Spicy Satay

Spicy Satay

  • Mild

Recipe for satay skewers suitable for the restaurant that offers guests small dishes. Served with fresh cucumber relish and crispy cabbage. Supplement with noodles or rice if the skewer is served as the only dish.

What to shop

Serves {0} portions
Satay
1 pot 莞荽

How to prepare

Soak the skewer.

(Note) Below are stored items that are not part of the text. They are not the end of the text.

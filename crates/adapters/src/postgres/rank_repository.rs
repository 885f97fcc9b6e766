//! PostgreSQL Rank Repository
//!
//! One table holds every generation's rank rows plus the sentinel row that
//! publishes the current generation.

use async_trait::async_trait;
use fairq_core::{Generation, RankRow, TenantKey, SENTINEL_RANK, SENTINEL_TENANT_KEY};
use fairq_ports::{GenerationPointer, RankRepositoryError, RankSnapshotStore};
use sqlx::postgres::PgRow;
use sqlx::{PgPool, Postgres, QueryBuilder, Row};
use tracing::{debug, info};

use crate::sql::TableName;

/// PostgreSQL-backed generation pointer and rank snapshot store
#[derive(Debug, Clone)]
pub struct PostgreSqlRankRepository {
    pool: PgPool,
    table: TableName,
}

impl PostgreSqlRankRepository {
    pub fn new(pool: PgPool, table: TableName) -> Self {
        Self { pool, table }
    }

    /// Create the rank table and its indexes
    pub async fn init_schema(&self) -> Result<(), RankRepositoryError> {
        info!(table = %self.table, "Initializing rank schema");

        sqlx::query(&format!(
            r#"
            CREATE TABLE IF NOT EXISTS {table} (
                id BIGSERIAL PRIMARY KEY,
                tenant_key TEXT NOT NULL,
                busy BIGINT NOT NULL DEFAULT 0,
                waiting BIGINT NOT NULL DEFAULT 0,
                "rank" BIGINT NOT NULL,
                generation BIGINT NOT NULL,
                created_at TIMESTAMPTZ NOT NULL DEFAULT now()
            )
            "#,
            table = self.table
        ))
        .execute(&self.pool)
        .await
        .map_err(|e| {
            RankRepositoryError::Database(format!("Failed to create rank table: {}", e))
        })?;

        let index_name = self.table.as_str().replace('.', "_");
        let index_queries = vec![
            // One row per tenant per generation
            format!(
                "CREATE UNIQUE INDEX IF NOT EXISTS idx_{index}_generation_tenant ON {table}(generation, tenant_key)",
                index = index_name,
                table = self.table
            ),
            // Pointer lookup
            format!(
                "CREATE INDEX IF NOT EXISTS idx_{index}_tenant_generation ON {table}(tenant_key, generation DESC)",
                index = index_name,
                table = self.table
            ),
        ];

        for query in index_queries {
            sqlx::query(&query).execute(&self.pool).await.map_err(|e| {
                RankRepositoryError::Database(format!("Failed to create index: {}", e))
            })?;
        }

        info!(table = %self.table, "Rank schema initialized");
        Ok(())
    }

    /// Return the id and generation of the pointer row, creating it first if
    /// it does not exist.
    async fn system_record(&self) -> Result<(i64, Generation), RankRepositoryError> {
        if let Some(record) = self.find_system_record().await? {
            return Ok(record);
        }

        // Concurrent creators collide on the unique index; the loser reads
        // the winner's row.
        sqlx::query(&format!(
            r#"INSERT INTO {table} (tenant_key, busy, waiting, "rank", generation)
               VALUES ($1, 0, 0, $2, $3)
               ON CONFLICT (generation, tenant_key) DO NOTHING"#,
            table = self.table
        ))
        .bind(SENTINEL_TENANT_KEY)
        .bind(SENTINEL_RANK)
        .bind(Generation::INITIAL.value())
        .execute(&self.pool)
        .await
        .map_err(|e| {
            RankRepositoryError::Database(format!("Failed to create generation pointer: {}", e))
        })?;

        info!("Created generation pointer");

        self.find_system_record().await?.ok_or_else(|| {
            RankRepositoryError::Database("Generation pointer vanished after insert".to_string())
        })
    }

    async fn find_system_record(&self) -> Result<Option<(i64, Generation)>, RankRepositoryError> {
        let row = sqlx::query(&format!(
            r#"SELECT id, generation FROM {table}
               WHERE tenant_key = $1 AND "rank" = $2
               ORDER BY generation DESC, id DESC
               LIMIT 1"#,
            table = self.table
        ))
        .bind(SENTINEL_TENANT_KEY)
        .bind(SENTINEL_RANK)
        .fetch_optional(&self.pool)
        .await
        .map_err(|e| {
            RankRepositoryError::Database(format!("Failed to read generation pointer: {}", e))
        })?;

        Ok(row.map(|row| {
            let id: i64 = row.get("id");
            let generation: i64 = row.get("generation");
            (id, Generation::new(generation))
        }))
    }

    async fn rows_for(&self, generation: Generation) -> Result<Vec<RankRow>, RankRepositoryError> {
        let rows = sqlx::query(&format!(
            r#"SELECT tenant_key, busy, waiting, "rank", generation FROM {table}
               WHERE generation = $1 AND tenant_key <> $2"#,
            table = self.table
        ))
        .bind(generation.value())
        .bind(SENTINEL_TENANT_KEY)
        .fetch_all(&self.pool)
        .await
        .map_err(|e| RankRepositoryError::Database(format!("Failed to fetch ranks: {}", e)))?;

        rows.iter().map(row_to_rank).collect()
    }
}

fn row_to_rank(row: &PgRow) -> Result<RankRow, RankRepositoryError> {
    let tenant_key: String = row.get("tenant_key");
    let busy: i64 = row.get("busy");
    let waiting: i64 = row.get("waiting");

    Ok(RankRow {
        tenant_key: TenantKey::new(tenant_key)
            .map_err(|e| RankRepositoryError::Validation(e.to_string()))?,
        busy: u64::try_from(busy)
            .map_err(|_| RankRepositoryError::Validation(format!("negative busy count {}", busy)))?,
        waiting: u64::try_from(waiting).map_err(|_| {
            RankRepositoryError::Validation(format!("negative waiting count {}", waiting))
        })?,
        rank: row.get("rank"),
        generation: Generation::new(row.get("generation")),
    })
}

fn count_to_i64(count: u64) -> Result<i64, RankRepositoryError> {
    i64::try_from(count)
        .map_err(|_| RankRepositoryError::Validation(format!("count {} out of range", count)))
}

#[async_trait]
impl GenerationPointer for PostgreSqlRankRepository {
    async fn current(&self) -> Result<Generation, RankRepositoryError> {
        let (_, generation) = self.system_record().await?;
        Ok(generation)
    }

    async fn advance(&self, generation: Generation) -> Result<(), RankRepositoryError> {
        let (id, previous) = self.system_record().await?;

        sqlx::query(&format!(
            "UPDATE {table} SET generation = $1 WHERE id = $2",
            table = self.table
        ))
        .bind(generation.value())
        .bind(id)
        .execute(&self.pool)
        .await
        .map_err(|e| {
            RankRepositoryError::Database(format!("Failed to advance generation pointer: {}", e))
        })?;

        info!(%previous, current = %generation, "Advanced generation pointer");
        Ok(())
    }
}

#[async_trait]
impl RankSnapshotStore for PostgreSqlRankRepository {
    async fn write_generation(
        &self,
        rows: &[RankRow],
        generation: Generation,
        batch_size: usize,
    ) -> Result<(), RankRepositoryError> {
        if batch_size == 0 {
            return Err(RankRepositoryError::Validation(
                "batch_size must be > 0".to_string(),
            ));
        }

        // A failed batch rolls back the whole generation so a retry with the
        // same generation value starts clean.
        let mut tx = self.pool.begin().await.map_err(|e| {
            RankRepositoryError::Database(format!("Failed to begin rank write: {}", e))
        })?;

        for (batch, chunk) in rows.chunks(batch_size).enumerate() {
            let values = chunk
                .iter()
                .map(|row| {
                    Ok((
                        row.tenant_key.as_str(),
                        count_to_i64(row.busy)?,
                        count_to_i64(row.waiting)?,
                        row.rank,
                    ))
                })
                .collect::<Result<Vec<_>, RankRepositoryError>>()?;

            let mut builder: QueryBuilder<Postgres> = QueryBuilder::new(format!(
                r#"INSERT INTO {} (tenant_key, busy, waiting, "rank", generation) "#,
                self.table
            ));
            builder.push_values(values, |mut b, (tenant_key, busy, waiting, rank)| {
                b.push_bind(tenant_key)
                    .push_bind(busy)
                    .push_bind(waiting)
                    .push_bind(rank)
                    .push_bind(generation.value());
            });

            builder.build().execute(&mut *tx).await.map_err(|e| {
                RankRepositoryError::Database(format!("Failed to write rank batch {}: {}", batch, e))
            })?;

            debug!(%generation, batch, rows = chunk.len(), "Wrote rank batch");
        }

        tx.commit().await.map_err(|e| {
            RankRepositoryError::Database(format!("Failed to commit rank write: {}", e))
        })?;

        info!(%generation, rows = rows.len(), "Wrote rank generation");
        Ok(())
    }

    async fn current_rows(&self) -> Result<Vec<RankRow>, RankRepositoryError> {
        let generation = self.current().await?;
        self.rows_for(generation).await
    }

    async fn top_ranks(
        &self,
        generation: Generation,
        k: u32,
    ) -> Result<Vec<RankRow>, RankRepositoryError> {
        let rows = sqlx::query(&format!(
            r#"SELECT tenant_key, busy, waiting, "rank", generation FROM {table}
               WHERE generation = $1 AND tenant_key <> $2
               ORDER BY "rank" DESC, tenant_key ASC
               LIMIT $3"#,
            table = self.table
        ))
        .bind(generation.value())
        .bind(SENTINEL_TENANT_KEY)
        .bind(i64::from(k))
        .fetch_all(&self.pool)
        .await
        .map_err(|e| RankRepositoryError::Database(format!("Failed to fetch top ranks: {}", e)))?;

        rows.iter().map(row_to_rank).collect()
    }

    async fn cleanup_stale(&self) -> Result<u64, RankRepositoryError> {
        let current = self.current().await?;

        let result = sqlx::query(&format!(
            "DELETE FROM {table} WHERE generation < $1 AND tenant_key <> $2",
            table = self.table
        ))
        .bind(current.value())
        .bind(SENTINEL_TENANT_KEY)
        .execute(&self.pool)
        .await
        .map_err(|e| {
            RankRepositoryError::Database(format!("Failed to delete stale ranks: {}", e))
        })?;

        let deleted = result.rows_affected();
        info!(%current, deleted, "Deleted stale rank generations");
        Ok(deleted)
    }
}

Mix all the ingredients for the marinade in a bowl, pour it over the diced meat in a mold and mix well. Let marinate for a few hours and then thaw the meat on 20 skewers. Grill them on a hot grill until they have a nice surface. They should not be left on the grill for more than 2-3 minutes. Serve the skewer on a plate with the shredded cabbage and garnish with chopped coriander leaves.

Heat the oil in a frying pan and fry the chopped shallots softly over medium-high heat. Add sugar and stir until the onion is lightly caramelized. Add sambal oelek, apple cider vinegar and peanut butter and mix. Add the coconut milk a little at a time while stirring. Pour in a little water if the sauce gets too thick. Add salt to taste and add more vinegar if more acid is needed.

Mix sugar and vinegar in a bowl and let the sugar dissolve. Peel a squash, grate it and cut it into 2 mm slices. Mix the cucumber slices with the sugar vinegar and sesame oil. Let them drain before serving and garnish with sesame seeds.